> [YOUR INSTRUCTIONS]:
Your answer should be one number, namely how many lines in the listing below include the word "radius".

> [DATA PROVIDED]:
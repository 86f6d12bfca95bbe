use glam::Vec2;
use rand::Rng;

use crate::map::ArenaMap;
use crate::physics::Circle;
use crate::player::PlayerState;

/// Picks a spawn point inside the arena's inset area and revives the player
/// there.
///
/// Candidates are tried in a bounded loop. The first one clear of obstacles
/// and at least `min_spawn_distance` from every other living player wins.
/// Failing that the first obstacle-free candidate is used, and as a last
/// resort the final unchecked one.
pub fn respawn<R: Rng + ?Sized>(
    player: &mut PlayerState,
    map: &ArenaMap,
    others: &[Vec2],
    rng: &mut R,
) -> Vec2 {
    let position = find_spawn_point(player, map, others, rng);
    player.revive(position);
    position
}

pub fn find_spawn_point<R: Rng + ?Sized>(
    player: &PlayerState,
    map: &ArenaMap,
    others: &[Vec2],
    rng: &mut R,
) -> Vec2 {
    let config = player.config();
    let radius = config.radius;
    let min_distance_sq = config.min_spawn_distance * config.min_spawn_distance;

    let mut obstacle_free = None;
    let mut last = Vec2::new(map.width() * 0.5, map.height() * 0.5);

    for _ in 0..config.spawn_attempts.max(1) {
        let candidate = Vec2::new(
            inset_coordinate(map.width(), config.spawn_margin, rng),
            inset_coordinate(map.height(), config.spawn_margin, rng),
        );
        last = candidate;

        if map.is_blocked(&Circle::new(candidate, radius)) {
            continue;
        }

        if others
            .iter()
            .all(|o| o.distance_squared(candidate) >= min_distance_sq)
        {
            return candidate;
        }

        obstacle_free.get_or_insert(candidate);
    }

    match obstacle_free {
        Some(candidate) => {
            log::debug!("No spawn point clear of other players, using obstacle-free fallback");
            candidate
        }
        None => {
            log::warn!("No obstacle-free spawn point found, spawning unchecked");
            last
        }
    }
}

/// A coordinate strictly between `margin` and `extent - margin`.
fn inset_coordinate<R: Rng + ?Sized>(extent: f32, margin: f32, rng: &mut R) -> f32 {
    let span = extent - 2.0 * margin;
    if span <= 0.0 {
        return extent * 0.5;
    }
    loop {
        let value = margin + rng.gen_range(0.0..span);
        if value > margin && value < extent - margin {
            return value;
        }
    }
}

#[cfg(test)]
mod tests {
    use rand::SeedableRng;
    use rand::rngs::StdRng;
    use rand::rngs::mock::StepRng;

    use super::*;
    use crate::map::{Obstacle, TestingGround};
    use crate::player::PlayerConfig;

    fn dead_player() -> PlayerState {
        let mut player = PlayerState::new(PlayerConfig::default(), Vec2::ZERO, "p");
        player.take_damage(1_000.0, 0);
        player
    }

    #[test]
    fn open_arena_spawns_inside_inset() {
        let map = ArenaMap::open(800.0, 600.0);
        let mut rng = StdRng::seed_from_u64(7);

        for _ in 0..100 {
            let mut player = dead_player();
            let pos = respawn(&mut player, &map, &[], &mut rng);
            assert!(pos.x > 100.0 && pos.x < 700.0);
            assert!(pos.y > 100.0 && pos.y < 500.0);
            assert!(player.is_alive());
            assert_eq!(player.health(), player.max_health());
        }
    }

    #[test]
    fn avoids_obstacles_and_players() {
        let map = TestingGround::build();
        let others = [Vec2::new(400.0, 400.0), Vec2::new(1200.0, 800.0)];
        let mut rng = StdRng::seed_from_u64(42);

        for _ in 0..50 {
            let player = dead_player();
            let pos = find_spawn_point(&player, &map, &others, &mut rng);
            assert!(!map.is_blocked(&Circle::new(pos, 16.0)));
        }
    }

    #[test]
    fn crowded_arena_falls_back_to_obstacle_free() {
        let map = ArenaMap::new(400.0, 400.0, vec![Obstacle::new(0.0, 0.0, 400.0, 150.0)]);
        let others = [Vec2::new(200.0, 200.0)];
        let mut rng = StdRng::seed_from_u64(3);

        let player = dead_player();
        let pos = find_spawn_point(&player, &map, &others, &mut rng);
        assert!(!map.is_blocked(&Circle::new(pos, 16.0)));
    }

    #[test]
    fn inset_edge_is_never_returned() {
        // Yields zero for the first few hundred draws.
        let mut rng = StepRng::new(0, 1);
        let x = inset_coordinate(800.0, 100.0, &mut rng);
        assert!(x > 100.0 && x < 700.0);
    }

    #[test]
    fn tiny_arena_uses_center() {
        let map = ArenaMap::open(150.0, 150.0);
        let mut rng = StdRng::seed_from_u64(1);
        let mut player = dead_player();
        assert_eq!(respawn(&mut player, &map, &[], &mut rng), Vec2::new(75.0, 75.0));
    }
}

--

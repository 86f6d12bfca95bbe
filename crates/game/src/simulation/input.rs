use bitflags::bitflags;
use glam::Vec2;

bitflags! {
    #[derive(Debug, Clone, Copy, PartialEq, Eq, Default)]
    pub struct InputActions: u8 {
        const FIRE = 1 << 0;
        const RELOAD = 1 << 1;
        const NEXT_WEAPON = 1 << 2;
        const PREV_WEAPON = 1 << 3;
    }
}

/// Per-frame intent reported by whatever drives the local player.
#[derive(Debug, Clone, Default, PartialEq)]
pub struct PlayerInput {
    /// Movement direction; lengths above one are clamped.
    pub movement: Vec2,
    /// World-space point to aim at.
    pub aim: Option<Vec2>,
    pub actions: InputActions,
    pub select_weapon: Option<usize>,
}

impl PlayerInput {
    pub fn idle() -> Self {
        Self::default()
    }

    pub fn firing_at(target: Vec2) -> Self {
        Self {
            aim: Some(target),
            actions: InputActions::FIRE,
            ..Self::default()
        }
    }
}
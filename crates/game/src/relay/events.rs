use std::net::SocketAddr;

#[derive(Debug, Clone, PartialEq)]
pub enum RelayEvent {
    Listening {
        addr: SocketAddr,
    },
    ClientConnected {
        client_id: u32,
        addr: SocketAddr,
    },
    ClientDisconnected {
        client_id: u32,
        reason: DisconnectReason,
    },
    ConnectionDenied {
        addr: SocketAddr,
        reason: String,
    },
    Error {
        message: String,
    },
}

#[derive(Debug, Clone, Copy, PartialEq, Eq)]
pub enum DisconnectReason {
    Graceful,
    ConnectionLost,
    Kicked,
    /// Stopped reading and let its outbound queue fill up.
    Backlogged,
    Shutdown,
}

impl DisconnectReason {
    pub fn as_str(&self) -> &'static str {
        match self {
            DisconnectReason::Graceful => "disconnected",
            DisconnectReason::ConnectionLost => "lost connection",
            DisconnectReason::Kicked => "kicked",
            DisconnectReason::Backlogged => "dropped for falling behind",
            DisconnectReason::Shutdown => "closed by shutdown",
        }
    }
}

> [ANSWER TO THE EXERCISE]:
2